Set each line of the data down exactly, please.

=== Raw data ===

mod config;
mod controller;
mod exec;
mod geolocation;
mod logging;
mod markers;
mod search;
mod tui;
mod viewport;

use std::{path::PathBuf, process::ExitCode, sync::Arc};

use anyhow::Result;
use clap::{ArgAction, Parser};
use dotenvy::dotenv;
use tracing::{info, warn};

use crate::config::AppConfig;
use crate::controller::{ControllerOptions, SearchStateController, SearchStatus};
use crate::geolocation::GeolocationResolver;
use crate::search::SearchClient;
use crate::tui::{Theme, TuiApp};

#[derive(Parser, Debug, Clone, Default)]
#[command(
    name = "relief-map",
    version,
    about = "Find nearby relief centers (food, medical aid, water, shelter) on a terminal map"
)]
pub struct Cli {
    /// Relief-center search service base URL (env: RELIEF_BACKEND_URL)
    #[arg(long)]
    pub backend_url: Option<String>,

    /// Log level (error,warn,info,debug,trace; env: RELIEF_LOG)
    #[arg(long)]
    pub log_level: Option<String>,

    /// Resource to search for: food, "medical aid", water or shelter
    #[arg(long, short = 'q')]
    pub query: Option<String>,

    /// Search radius in kilometers
    #[arg(long, short = 'r')]
    pub radius: Option<f64>,

    /// Search center latitude
    #[arg(long, allow_hyphen_values = true)]
    pub lat: Option<f64>,

    /// Search center longitude
    #[arg(long, allow_hyphen_values = true)]
    pub lon: Option<f64>,

    /// Look up the current position on start
    #[arg(long, action = ArgAction::SetTrue, conflicts_with = "no_locate")]
    pub locate: bool,

    /// Skip the position lookup on start
    #[arg(long, action = ArgAction::SetTrue)]
    pub no_locate: bool,

    /// Run one search, print the results and exit (disable TUI)
    #[arg(long, action = ArgAction::SetTrue)]
    pub no_tui: bool,

    /// With --no-tui, print results as JSON
    #[arg(long, action = ArgAction::SetTrue)]
    pub json: bool,

    /// Config file to use instead of the user config
    #[arg(long, short = 'c')]
    pub config: Option<PathBuf>,
}

#[tokio::main]
async fn main() -> Result<ExitCode> {
    dotenv().ok();
    let cli = Cli::parse();
    let cfg = AppConfig::from_cli(cli)?;

    if cfg.no_tui {
        logging::init_stderr_logging(&cfg.log_level)?;
    } else {
        logging::init_file_logging(&cfg.log_level, &cfg.log_file)?;
    }
    for w in &cfg.warnings {
        warn!(warning = %w, "config value rejected");
    }
    info!(?cfg, "app config");

    let client = SearchClient::new(cfg.backend_url.clone())?.with_http_config(cfg.http.clone());
    let geolocation = GeolocationResolver::from_config(&cfg.geolocation, &cfg.http);
    let (controller, events) = SearchStateController::new(
        cfg.search.defaults,
        Arc::new(client),
        geolocation,
        ControllerOptions::from_config(&cfg),
    );

    if cfg.no_tui {
        let mut executor = exec::Executor::new(controller, events);
        // The report already names the failure; only the exit code is left.
        match executor.run(cfg.json).await? {
            SearchStatus::Failed(_) => Ok(ExitCode::FAILURE),
            _ => Ok(ExitCode::SUCCESS),
        }
    } else {
        let theme = Theme::by_name(&cfg.theme).unwrap_or_else(|| {
            warn!(theme = %cfg.theme, "unknown theme; using dark");
            Theme::dark()
        });
        let mut app = TuiApp::new(
            "relief-map",
            controller,
            events,
            theme,
            cfg.map.tile_url.clone(),
        );
        for w in &cfg.warnings {
            app.push_log(format!("[warn] config: {w}"));
        }
        app.run()?;
        Ok(ExitCode::SUCCESS)
    }
}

===

Answer to the exercise:
mod config;
mod controller;
mod exec;
mod geolocation;
mod logging;
mod markers;
mod search;
mod tui;
mod viewport;

use std::{path::PathBuf, process::ExitCode, sync::Arc};

use anyhow::Result;
use clap::{ArgAction, Parser};
use dotenvy::dotenv;
use tracing::{info, warn};

use crate::config::AppConfig;
use crate::controller::{ControllerOptions, SearchStateController, SearchStatus};
use crate::geolocation::GeolocationResolver;
use crate::search::SearchClient;
use crate::tui::{Theme, TuiApp};

#[derive(Parser, Debug, Clone, Default)]
#[command(
    name = "relief-map",
    version,
    about = "Find nearby relief centers (food, medical aid, water, shelter) on a terminal map"
)]
pub struct Cli {
    /// Relief-center search service base URL (env: RELIEF_BACKEND_URL)
    #[arg(long)]
    pub backend_url: Option<String>,

    /// Log level (error,warn,info,debug,trace; env: RELIEF_LOG)
    #[arg(long)]
    pub log_level: Option<String>,

    /// Resource to search for: food, "medical aid", water or shelter
    #[arg(long, short = 'q')]
    pub query: Option<String>,

    /// Search radius in kilometers
    #[arg(long, short = 'r')]
    pub radius: Option<f64>,

    /// Search center latitude
    #[arg(long, allow_hyphen_values = true)]
    pub lat: Option<f64>,

    /// Search center longitude
    #[arg(long, allow_hyphen_values = true)]
    pub lon: Option<f64>,

    /// Look up the current position on start
    #[arg(long, action = ArgAction::SetTrue, conflicts_with = "no_locate")]
    pub locate: bool,

    /// Skip the position lookup on start
    #[arg(long, action = ArgAction::SetTrue)]
    pub no_locate: bool,

    /// Run one search, print the results and exit (disable TUI)
    #[arg(long, action = ArgAction::SetTrue)]
    pub no_tui: bool,

    /// With --no-tui, print results as JSON
    #[arg(long, action = ArgAction::SetTrue)]
    pub json: bool,

    /// Config file to use instead of the user config
    #[arg(long, short = 'c')]
    pub config: Option<PathBuf>,
}

#[tokio::main]
async fn main() -> Result<ExitCode> {
    dotenv().ok();
    let cli = Cli::parse();
    let cfg = AppConfig::from_cli(cli)?;

    if cfg.no_tui {
        logging::init_stderr_logging(&cfg.log_level)?;
    } else {
        logging::init_file_logging(&cfg.log_level, &cfg.log_file)?;
    }
    for w in &cfg.warnings {
        warn!(warning = %w, "config value rejected");
    }
    info!(?cfg, "app config");

    let client = SearchClient::new(cfg.backend_url.clone())?.with_http_config(cfg.http.clone());
    let geolocation = GeolocationResolver::from_config(&cfg.geolocation, &cfg.http);
    let (controller, events) = SearchStateController::new(
        cfg.search.defaults,
        Arc::new(client),
        geolocation,
        ControllerOptions::from_config(&cfg),
    );

    if cfg.no_tui {
        let mut executor = exec::Executor::new(controller, events);
        // The report already names the failure; only the exit code is left.
        match executor.run(cfg.json).await? {
            SearchStatus::Failed(_) => Ok(ExitCode::FAILURE),
            _ => Ok(ExitCode::SUCCESS),
        }
    } else {
        let theme = Theme::by_name(&cfg.theme).unwrap_or_else(|| {
            warn!(theme = %cfg.theme, "unknown theme; using dark");
            Theme::dark()
        });
        let mut app = TuiApp::new(
            "relief-map",
            controller,
            events,
            theme,
            cfg.map.tile_url.clone(),
        );
        for w in &cfg.warnings {
            app.push_log(format!("[warn] config: {w}"));
        }
        app.run()?;
        Ok(ExitCode::SUCCESS)
    }
}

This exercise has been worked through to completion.